Simulation of Weakly Self-Similar Stationary Increment $${\text{Sub}}_{\varphi } {\left( \Omega \right)}$$ -Processes: A Series Expansion Approach

We consider simulation of $${\text{Sub}}_{\varphi } {\left( \Omega \right)}$$ -processes that are weakly selfsimilar with stationary increments in the sense that they have the covariance function $$R{\left( {t,s} \right)} = \frac{1}{2}{\left( {t^{{2H}} + s^{{2H}} - {\left| {t - s} \right|}^{{2H}} } \right)}$$ for some H ∈ (0, 1). This means that the second order structure of the processes is that of the fractional Brownian motion. Also, if $$H >\frac{1} {2}$$ then the process is long-range dependent.
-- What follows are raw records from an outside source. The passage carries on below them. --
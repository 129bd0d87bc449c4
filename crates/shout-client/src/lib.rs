//! shout-client library entry point.
//!
//! Re-exports all public modules so that integration tests in `tests/`
//! and the binary entry point in `main.rs` share the same module tree.
//!
//! The client is deliberately fire-and-forget: for every configured message
//! it opens its own connection, sends one framed request, reads one framed
//! response, reports it, and hangs up. All flows run concurrently and none
//! of them can fail another.

pub mod application;
pub mod infrastructure;
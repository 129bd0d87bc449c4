//! Exact-length framed I/O over any async byte stream.
//!
//! The two primitives, [`read_full`] and [`write_full`], never perform a
//! short transfer: they loop until the requested byte count has moved or the
//! operation fails. A transient `ErrorKind::Interrupted` is retried in place
//! and never surfaced to the caller.
//!
//! Three outcomes exist for a read:
//!
//! - **Complete** – every requested byte was delivered.
//! - **Closed** – the peer closed the stream before *any* byte of this call
//!   arrived. This marks the end of a session, not an error.
//! - **Failed** – any other I/O error, surfaced as `Err`. A peer that closes
//!   mid-transfer produces `UnexpectedEof` here: the frame boundary was
//!   violated and the session cannot continue cleanly.
//!
//! [`read_frame`] and [`write_frame`] combine the primitives with the codec
//! so that the server handler and the client driver run the identical
//! prefix/validate/payload sequence. Both are free functions generic over
//! the stream type: a deadline or cancellation wrapper composes around them
//! without touching the wire format, and tests drive them over in-memory
//! duplex pipes.

use std::io;

use thiserror::Error;
use tokio::io::{AsyncRead, AsyncReadExt, AsyncWrite, AsyncWriteExt};

use crate::protocol::codec::{self, FrameError, LEN_PREFIX_SIZE};

/// How an exact-length read ended. The Failed outcome travels as `Err`.
#[derive(Debug, Clone, Copy, PartialEq, Eq)]
pub enum ReadOutcome {
    /// Every requested byte was delivered.
    Complete,
    /// The peer closed the stream before any byte of this call arrived.
    Closed,
}

/// Errors produced while receiving one frame.
#[derive(Debug, Error)]
pub enum RecvError {
    /// The declared length failed validation. The payload region was not read.
    #[error(transparent)]
    Frame(#[from] FrameError),

    /// The stream failed, including a peer close in the middle of a frame.
    #[error("I/O failure while receiving a frame: {0}")]
    Io(#[from] io::Error),
}

/// Errors produced while sending one frame.
#[derive(Debug, Error)]
pub enum SendError {
    /// The payload is too large to frame.
    #[error(transparent)]
    Frame(#[from] FrameError),

    /// The stream failed before the full frame was written.
    #[error("I/O failure while sending a frame: {0}")]
    Io(#[from] io::Error),
}

/// Reads exactly `buf.len()` bytes from `stream`.
///
/// Retries transient interruptions transparently. Callers may assume
/// all-or-nothing: on `Ok(Complete)` the buffer is fully filled, on
/// `Ok(Closed)` it holds nothing from this call.
///
/// # Errors
///
/// Returns the underlying `io::Error` on failure; a peer close after a
/// partial delivery is reported as `UnexpectedEof`.
pub async fn read_full<S>(stream: &mut S, buf: &mut [u8]) -> io::Result<ReadOutcome>
where
    S: AsyncRead + Unpin,
{
    let mut filled = 0;
    while filled < buf.len() {
        match stream.read(&mut buf[filled..]).await {
            Ok(0) if filled == 0 => return Ok(ReadOutcome::Closed),
            Ok(0) => {
                return Err(io::Error::new(
                    io::ErrorKind::UnexpectedEof,
                    format!("peer closed after {filled} of {} bytes", buf.len()),
                ))
            }
            Ok(n) => filled += n,
            Err(e) if e.kind() == io::ErrorKind::Interrupted => continue,
            Err(e) => return Err(e),
        }
    }
    Ok(ReadOutcome::Complete)
}

/// Writes all of `bytes` to `stream`.
///
/// Retries transient interruptions transparently; never performs a short
/// write.
///
/// # Errors
///
/// Returns the underlying `io::Error` on failure, or `WriteZero` if the
/// stream stops accepting bytes.
pub async fn write_full<S>(stream: &mut S, bytes: &[u8]) -> io::Result<()>
where
    S: AsyncWrite + Unpin,
{
    let mut written = 0;
    while written < bytes.len() {
        match stream.write(&bytes[written..]).await {
            Ok(0) => {
                return Err(io::Error::new(
                    io::ErrorKind::WriteZero,
                    "stream stopped accepting bytes",
                ))
            }
            Ok(n) => written += n,
            Err(e) if e.kind() == io::ErrorKind::Interrupted => continue,
            Err(e) => return Err(e),
        }
    }
    Ok(())
}

/// Receives one frame: length prefix, validation, then the payload.
///
/// Returns `Ok(None)` when the peer closed cleanly at a frame boundary,
/// the normal end of a session.
///
/// # Errors
///
/// Returns [`RecvError::Frame`] when the declared length is out of bounds
/// (the payload region is left unread, and the caller must tear the
/// connection down), or [`RecvError::Io`] when the stream fails, including
/// a peer close inside the frame.
pub async fn read_frame<S>(stream: &mut S) -> Result<Option<Vec<u8>>, RecvError>
where
    S: AsyncRead + Unpin,
{
    let mut prefix = [0u8; LEN_PREFIX_SIZE];
    match read_full(stream, &mut prefix).await? {
        ReadOutcome::Closed => return Ok(None),
        ReadOutcome::Complete => {}
    }

    let len = codec::validate_length(codec::decode_length(prefix))?;

    let mut payload = vec![0u8; len];
    match read_full(stream, &mut payload).await? {
        ReadOutcome::Closed => Err(RecvError::Io(io::Error::new(
            io::ErrorKind::UnexpectedEof,
            "peer closed between length prefix and payload",
        ))),
        ReadOutcome::Complete => Ok(Some(payload)),
    }
}

/// Sends `payload` as one frame: length prefix followed by the payload bytes.
///
/// # Errors
///
/// Returns [`SendError::Frame`] for payloads above the frame limit and
/// [`SendError::Io`] for stream failures.
pub async fn write_frame<S>(stream: &mut S, payload: &[u8]) -> Result<(), SendError>
where
    S: AsyncWrite + Unpin,
{
    let frame = codec::encode_frame(payload)?;
    write_full(stream, &frame).await?;
    stream.flush().await?;
    Ok(())
}

// ── Tests ─────────────────────────────────────────────────────────────────────

#[cfg(test)]
mod tests {
    use super::*;
    use crate::protocol::codec::MAX_FRAME;
    use std::pin::Pin;
    use std::task::{Context, Poll};
    use tokio::io::{duplex, ReadBuf};

    // ── read_full / write_full primitives ────────────────────────────────────

    #[tokio::test]
    async fn test_read_full_delivers_exactly_requested_bytes() {
        let (mut a, mut b) = duplex(64);
        write_full(&mut a, b"12345678").await.expect("write");

        let mut buf = [0u8; 8];
        let outcome = read_full(&mut b, &mut buf).await.expect("read");
        assert_eq!(outcome, ReadOutcome::Complete);
        assert_eq!(&buf, b"12345678");
    }

    #[tokio::test]
    async fn test_read_full_reassembles_scattered_chunks() {
        // The mock delivers the four bytes in two separate reads; read_full
        // must keep reading until the buffer is full.
        let mut stream = tokio_test::io::Builder::new()
            .read(b"ab")
            .read(b"cd")
            .build();

        let mut buf = [0u8; 4];
        let outcome = read_full(&mut stream, &mut buf).await.expect("read");
        assert_eq!(outcome, ReadOutcome::Complete);
        assert_eq!(&buf, b"abcd");
    }

    #[tokio::test]
    async fn test_read_full_reports_closed_when_no_byte_arrived() {
        let (mut a, b) = duplex(64);
        drop(b);

        let mut buf = [0u8; 4];
        let outcome = read_full(&mut a, &mut buf).await.expect("clean close is not an error");
        assert_eq!(outcome, ReadOutcome::Closed);
    }

    #[tokio::test]
    async fn test_read_full_reports_unexpected_eof_after_partial_delivery() {
        let (mut a, mut b) = duplex(64);
        b.write_all(b"ab").await.expect("partial write");
        drop(b);

        let mut buf = [0u8; 4];
        let err = read_full(&mut a, &mut buf)
            .await
            .expect_err("mid-transfer close must fail");
        assert_eq!(err.kind(), io::ErrorKind::UnexpectedEof);
    }

    #[tokio::test]
    async fn test_read_full_with_empty_buffer_is_complete() {
        let (mut a, _b) = duplex(64);
        let outcome = read_full(&mut a, &mut []).await.expect("read");
        assert_eq!(outcome, ReadOutcome::Complete);
    }

    #[tokio::test]
    async fn test_write_full_round_trips_through_duplex() {
        let (mut a, mut b) = duplex(64);
        write_full(&mut a, b"hello there").await.expect("write");

        let mut buf = [0u8; 11];
        b.read_exact(&mut buf).await.expect("read back");
        assert_eq!(&buf, b"hello there");
    }

    // ── Transient interruption retry ─────────────────────────────────────────

    /// Stream that fails the first read with `Interrupted`, then serves data.
    struct InterruptOnce {
        data: &'static [u8],
        interrupted: bool,
    }

    impl AsyncRead for InterruptOnce {
        fn poll_read(
            mut self: Pin<&mut Self>,
            _cx: &mut Context<'_>,
            buf: &mut ReadBuf<'_>,
        ) -> Poll<io::Result<()>> {
            if !self.interrupted {
                self.interrupted = true;
                return Poll::Ready(Err(io::Error::from(io::ErrorKind::Interrupted)));
            }
            let n = self.data.len().min(buf.remaining());
            buf.put_slice(&self.data[..n]);
            self.data = &self.data[n..];
            Poll::Ready(Ok(()))
        }
    }

    #[tokio::test]
    async fn test_read_full_retries_transient_interruption() {
        let mut stream = InterruptOnce {
            data: b"abcd",
            interrupted: false,
        };

        let mut buf = [0u8; 4];
        let outcome = read_full(&mut stream, &mut buf)
            .await
            .expect("interruption must be retried, not surfaced");
        assert_eq!(outcome, ReadOutcome::Complete);
        assert_eq!(&buf, b"abcd");
    }

    // ── Frame-level round trips ──────────────────────────────────────────────

    #[tokio::test]
    async fn test_write_then_read_frame_round_trips() {
        let (mut a, mut b) = duplex(8192);
        write_frame(&mut a, b"abcDef").await.expect("send");

        let payload = read_frame(&mut b).await.expect("recv").expect("frame");
        assert_eq!(payload, b"abcDef");
    }

    #[tokio::test]
    async fn test_read_frame_zero_length_yields_empty_payload() {
        let (mut a, mut b) = duplex(64);
        write_frame(&mut a, b"").await.expect("send empty");

        let payload = read_frame(&mut b).await.expect("recv").expect("frame");
        assert!(payload.is_empty());
    }

    #[tokio::test]
    async fn test_read_frame_max_frame_payload_round_trips() {
        let big = vec![0x7Au8; MAX_FRAME];
        let (mut a, mut b) = duplex(MAX_FRAME + 16);

        let send = write_frame(&mut a, &big);
        let recv = read_frame(&mut b);
        let (sent, received) = tokio::join!(send, recv);
        sent.expect("send");
        assert_eq!(received.expect("recv").expect("frame"), big);
    }

    #[tokio::test]
    async fn test_read_frame_clean_close_at_boundary_is_none() {
        let (mut a, b) = duplex(64);
        drop(b);

        let result = read_frame(&mut a).await.expect("clean close is not an error");
        assert!(result.is_none());
    }

    #[tokio::test]
    async fn test_read_frame_rejects_out_of_bounds_length() {
        let (mut a, mut b) = duplex(64);
        // Declared length 4097: one past the limit.
        a.write_all(&4097u32.to_be_bytes()).await.expect("prefix");

        let err = read_frame(&mut b).await.expect_err("must reject");
        assert!(matches!(
            err,
            RecvError::Frame(FrameError::LengthOutOfBounds { declared: 4097 })
        ));
    }

    #[tokio::test]
    async fn test_read_frame_close_between_prefix_and_payload_fails() {
        let (mut a, mut b) = duplex(64);
        a.write_all(&4u32.to_be_bytes()).await.expect("prefix");
        drop(a);

        let err = read_frame(&mut b).await.expect_err("truncated frame must fail");
        match err {
            RecvError::Io(e) => assert_eq!(e.kind(), io::ErrorKind::UnexpectedEof),
            other => panic!("expected Io error, got {other:?}"),
        }
    }

    #[tokio::test]
    async fn test_write_frame_rejects_oversized_payload() {
        let (mut a, _b) = duplex(64);
        let big = vec![0u8; MAX_FRAME + 1];

        let err = write_frame(&mut a, &big).await.expect_err("must reject");
        assert!(matches!(
            err,
            SendError::Frame(FrameError::PayloadTooLarge { .. })
        ));
    }
}
//! Shout client entry point.
//!
//! Sends the configured message set to the server (one concurrent
//! connection per message) and logs each response as text.
//!
//! ```text
//! main()
//!  └─ DriverConfig::default()   -- loopback:5555, stock message set
//!  └─ send_batch()              -- one task per message, all awaited
//!  └─ per-flow report lines
//! ```

use tracing::{info, warn};
use tracing_subscriber::EnvFilter;

use shout_client::application::send_batch;
use shout_client::infrastructure::network::DriverConfig;

#[tokio::main]
async fn main() -> anyhow::Result<()> {
    // Initialise structured logging. Level is overridden by `RUST_LOG`.
    tracing_subscriber::fmt()
        .with_env_filter(
            EnvFilter::try_from_default_env().unwrap_or_else(|_| EnvFilter::new("info")),
        )
        .init();

    let config = DriverConfig::default();
    info!(
        "shout client starting: {} requests to {}",
        config.messages.len(),
        config.server_addr
    );

    for report in send_batch(&config).await {
        match report.result {
            Ok(payload) => info!(
                "[client {}] got: {}",
                report.id,
                String::from_utf8_lossy(&payload)
            ),
            Err(e) => warn!("[client {}] {e}", report.id),
        }
    }

    Ok(())
}
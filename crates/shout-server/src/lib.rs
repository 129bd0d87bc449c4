//! shout-server library entry point.
//!
//! Re-exports all public modules so that integration tests in `tests/`
//! and the binary entry point in `main.rs` share the same module tree.

pub mod application;
pub mod infrastructure;
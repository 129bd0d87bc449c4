//! Shout server entry point.
//!
//! Wires together configuration, logging, and the network listener, then
//! accepts connections until a shutdown signal arrives.
//!
//! ```text
//! main()
//!  └─ load_config("shout.toml")   -- absent file → stock defaults
//!  └─ Server::bind()              -- fatal on failure
//!  └─ Server::run()               -- accept loop, one task per connection
//! ```

use std::path::Path;

use anyhow::Context;
use tracing::info;
use tracing_subscriber::EnvFilter;

use shout_server::infrastructure::network::Server;
use shout_server::infrastructure::storage::load_config;

/// Config file read from the working directory; absent means stock defaults.
const CONFIG_PATH: &str = "shout.toml";

#[tokio::main]
async fn main() -> anyhow::Result<()> {
    // Initialise structured logging. Level is overridden by `RUST_LOG`.
    tracing_subscriber::fmt()
        .with_env_filter(
            EnvFilter::try_from_default_env().unwrap_or_else(|_| EnvFilter::new("info")),
        )
        .init();

    info!("shout server starting");

    let config = load_config(Path::new(CONFIG_PATH))
        .with_context(|| format!("loading {CONFIG_PATH}"))?;

    let server = Server::bind(&config).await?;
    info!("listening on {}", server.local_addr()?);
    if let Some(limit) = config.limits.max_sessions {
        info!("admission limited to {limit} concurrent sessions");
    }

    tokio::select! {
        result = server.run() => result?,
        _ = tokio::signal::ctrl_c() => info!("shutdown signal received"),
    }

    info!("shout server stopped");
    Ok(())
}
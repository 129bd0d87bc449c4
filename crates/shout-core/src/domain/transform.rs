//! The uppercase transform applied by the server to every payload.

/// Uppercases every ASCII lowercase letter in `payload` in place.
///
/// All other bytes (digits, punctuation, control bytes, and anything
/// non-ASCII) pass through unchanged. The function is pure, deterministic,
/// and idempotent: applying it twice yields the same bytes as applying it
/// once.
///
/// # Examples
///
/// ```rust
/// use shout_core::domain::transform::shout;
///
/// let mut payload = b"abcDef".to_vec();
/// shout(&mut payload);
/// assert_eq!(payload, b"ABCDEF");
/// ```
pub fn shout(payload: &mut [u8]) {
    payload.make_ascii_uppercase();
}
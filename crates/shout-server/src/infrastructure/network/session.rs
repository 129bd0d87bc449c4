//! Per-connection session handler.
//!
//! Each session is a small state machine: Active → (repeat) → Closed.
//! While Active it reads one frame, uppercases the payload, and writes the
//! response (the same length prefix, the transformed bytes), then waits for
//! the next frame. Requests on one connection are strictly sequential; a
//! response always completes before the next length prefix is read.
//!
//! The session ends when the peer closes at a frame boundary (graceful), the
//! declared length fails validation (protocol violation: no response is
//! sent and the payload region is never read), or the stream fails. All
//! three paths converge on the same teardown: the owned stream is dropped
//! (closing the socket exactly once) and the gauge is decremented.
//!
//! The state machine itself, [`serve_connection`], is generic over the
//! stream so the tests drive it over in-memory duplex pipes.

use std::io;
use std::net::SocketAddr;
use std::sync::Arc;

use tokio::io::{AsyncRead, AsyncWrite};
use tokio::net::TcpStream;
use tokio::sync::OwnedSemaphorePermit;
use tracing::{debug, info, warn};

use shout_core::protocol::codec::FrameError;
use shout_core::protocol::framing::{read_frame, write_frame, RecvError, SendError};
use shout_core::shout;

use crate::application::SessionGauge;

/// Why a session's request loop ended.
#[derive(Debug)]
pub enum SessionEnd {
    /// The peer closed the connection at a frame boundary.
    PeerClosed,
    /// The peer sent a length prefix outside the allowed bounds.
    ProtocolViolation(FrameError),
    /// The stream failed, including a close in the middle of a frame.
    IoFailure(io::Error),
}

/// Runs the request/response loop over `stream` until the session ends.
///
/// Request content is never rejected (only framing validity is), and there
/// is no limit on the number of sequential requests one connection may send.
pub async fn serve_connection<S>(stream: &mut S) -> SessionEnd
where
    S: AsyncRead + AsyncWrite + Unpin,
{
    loop {
        let mut payload = match read_frame(stream).await {
            Ok(Some(payload)) => payload,
            Ok(None) => return SessionEnd::PeerClosed,
            Err(RecvError::Frame(e)) => return SessionEnd::ProtocolViolation(e),
            Err(RecvError::Io(e)) => return SessionEnd::IoFailure(e),
        };

        shout(&mut payload);

        if let Err(e) = write_frame(stream, &payload).await {
            return match e {
                SendError::Frame(e) => SessionEnd::ProtocolViolation(e),
                SendError::Io(e) => SessionEnd::IoFailure(e),
            };
        }
    }
}

/// Session task entry point: gauge accounting, the request loop, teardown.
///
/// The optional `permit` is the admission slot acquired by the dispatcher;
/// holding it here keeps the slot occupied for the session's lifetime, and
/// dropping it on return releases the slot to the accept loop.
pub(crate) async fn run(
    stream: TcpStream,
    peer: SocketAddr,
    gauge: Arc<SessionGauge>,
    _permit: Option<OwnedSemaphorePermit>,
) {
    let now = gauge.increment();
    info!("client connected from {peer}, now={now}");

    let mut stream = stream;
    match serve_connection(&mut stream).await {
        SessionEnd::PeerClosed => debug!("peer {peer} closed the session"),
        SessionEnd::ProtocolViolation(e) => warn!("tearing down session with {peer}: {e}"),
        SessionEnd::IoFailure(e) => warn!("I/O failure on session with {peer}: {e}"),
    }
    drop(stream);

    let now = gauge.decrement();
    info!("client disconnected from {peer}, now={now}");
}

// ── Tests ─────────────────────────────────────────────────────────────────────
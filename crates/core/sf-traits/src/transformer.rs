//! Transformer descriptor for stateful mid-stream operators.

use sf_error::Result;

/// Outcome of folding one value into a transformer's state.
#[derive(Debug, Clone, PartialEq, Eq)]
pub struct TransformStep<R> {
    /// Value to emit downstream immediately, if any.
    pub emit: Option<R>,

    /// If true, the accumulator is discarded before the next fold and a
    /// fresh one is created lazily (e.g. a completed batch).
    pub reset: bool,
}

impl<R> TransformStep<R> {
    /// Keep accumulating; emit nothing.
    pub fn hold() -> Self {
        Self {
            emit: None,
            reset: false,
        }
    }

    /// Emit a value and keep the current accumulator.
    pub fn emit(value: R) -> Self {
        Self {
            emit: Some(value),
            reset: false,
        }
    }

    /// Emit a value and discard the accumulator.
    pub fn emit_and_reset(value: R) -> Self {
        Self {
            emit: Some(value),
            reset: true,
        }
    }
}

/// Stateful mid-stream operator descriptor.
///
/// A transformer describes how to create a fresh accumulator, how to fold
/// the next value into it (optionally emitting a result and optionally
/// resetting the accumulator), and how to flush a final trailing result
/// when the upstream is exhausted. Fixed-size batching and multi-item
/// aggregation are both expressed through this one mechanism.
///
/// The accumulator is created lazily on first use and is owned by the
/// transforming combinator for the duration of one traversal.
pub trait Transformer: Send {
    /// The value type consumed from upstream.
    type Input: Send + 'static;
    /// The accumulator type.
    type State: Send;
    /// The value type emitted downstream.
    type Output: Send + 'static;

    /// Creates a fresh accumulator.
    fn create_state(&self) -> Self::State;

    /// Folds the next value into the accumulator.
    fn fold(&self, state: &mut Self::State, item: Self::Input) -> Result<TransformStep<Self::Output>>;

    /// Flushes a final trailing result from the accumulator once the
    /// upstream is exhausted. Invoked at most once per traversal, and only
    /// if an accumulator was ever created.
    fn finish(&self, state: Self::State) -> Result<Option<Self::Output>>;
}
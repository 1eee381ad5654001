//! Lazily resolved zero-or-one value container.

use crate::source::OnceSource;
use crate::stream::AsyncStream;
use sf_error::Result;
use sf_traits::Pull;
use std::fmt;
use std::future::Future;

/// A lazily resolved container of zero or one values.
///
/// Wraps a pending result that is either present or absent. The wrapped
/// computation is not driven until the optional is consumed (`get`,
/// `is_present`, `is_empty`, or conversion into a stream); the monadic
/// operations (`map`, `flat_map`, `filter`) defer resolution as well and
/// return new instances, leaving the input conceptually untouched.
///
/// Failures raised by the wrapped computation or by a callback travel
/// through the same deferred channel as values and surface when the
/// optional is consumed.
pub struct AsyncOptional<T> {
    future: Pull<T>,
}

impl<T: Send + 'static> AsyncOptional<T> {
    /// Wraps a literal value into a present optional.
    pub fn of(value: T) -> Self {
        Self {
            future: Box::pin(std::future::ready(Ok(Some(value)))),
        }
    }

    /// Creates an absent optional.
    pub fn empty() -> Self {
        Self {
            future: Box::pin(std::future::ready(Ok(None))),
        }
    }

    /// Wraps a deferred computation.
    ///
    /// The future is not polled until the optional is consumed.
    pub fn from_future<F>(future: F) -> Self
    where
        F: Future<Output = Result<Option<T>>> + Send + 'static,
    {
        Self {
            future: Box::pin(future),
        }
    }

    /// Resolves the optional into its value, if any.
    pub async fn get(self) -> Result<Option<T>> {
        self.future.await
    }

    /// Resolves the optional and reports whether a value is present.
    pub async fn is_present(self) -> Result<bool> {
        Ok(self.future.await?.is_some())
    }

    /// Resolves the optional and reports whether it is absent.
    pub async fn is_empty(self) -> Result<bool> {
        Ok(self.future.await?.is_none())
    }

    /// Transforms the contained value with an asynchronous mapper.
    ///
    /// The mapper is not invoked when the optional resolves absent. A
    /// mapper that may itself produce no value should use [`flat_map`]
    /// with [`AsyncOptional::empty`] instead.
    ///
    /// [`flat_map`]: AsyncOptional::flat_map
    pub fn map<U, F, Fut>(self, mapper: F) -> AsyncOptional<U>
    where
        U: Send + 'static,
        F: FnOnce(T) -> Fut + Send + 'static,
        Fut: Future<Output = Result<U>> + Send + 'static,
    {
        AsyncOptional::from_future(async move {
            match self.future.await? {
                Some(value) => Ok(Some(mapper(value).await?)),
                None => Ok(None),
            }
        })
    }

    /// Transforms the contained value with a mapper that already returns
    /// an [`AsyncOptional`], without double wrapping.
    pub fn flat_map<U, F>(self, mapper: F) -> AsyncOptional<U>
    where
        U: Send + 'static,
        F: FnOnce(T) -> AsyncOptional<U> + Send + 'static,
    {
        AsyncOptional::from_future(async move {
            match self.future.await? {
                Some(value) => mapper(value).get().await,
                None => Ok(None),
            }
        })
    }

    /// Keeps the contained value only if the predicate holds.
    ///
    /// The predicate is evaluated only when a value is present; a failing
    /// predicate yields an absent optional.
    pub fn filter<F, Fut>(self, predicate: F) -> AsyncOptional<T>
    where
        F: FnOnce(&T) -> Fut + Send + 'static,
        Fut: Future<Output = Result<bool>> + Send + 'static,
    {
        AsyncOptional::from_future(async move {
            match self.future.await? {
                Some(value) => {
                    if predicate(&value).await? {
                        Ok(Some(value))
                    } else {
                        Ok(None)
                    }
                }
                None => Ok(None),
            }
        })
    }

    /// Converts the optional into a zero-or-one element stream.
    ///
    /// The value, once delivered, is never delivered again: the backing
    /// source is one-shot.
    pub fn into_stream(self) -> AsyncStream<T> {
        AsyncStream::from_iterable(Box::new(OnceSource::new(self)))
    }

    pub(crate) fn into_future(self) -> Pull<T> {
        self.future
    }
}

impl<T> fmt::Debug for AsyncOptional<T> {
    fn fmt(&self, f: &mut fmt::Formatter<'_>) -> fmt::Result {
        f.debug_struct("AsyncOptional").finish_non_exhaustive()
    }
}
The simulation is based on a series expansion of the fractional Brownian motion due to Dzhaparidze and van Zanten. We prove an estimate of the accuracy of the simulation in the space C([0, 1]) of continuous functions equipped with the usual sup-norm. The result holds also for the fractional Brownian motion which may be considered as a special case of a $${\text{Sub}}_{{{x^{2} } \mathord{\left/ {\vphantom {{x^{2} } 2}} \right. \kern-\nulldelimiterspace} 2}} {\left( \Omega \right)}$$ -process.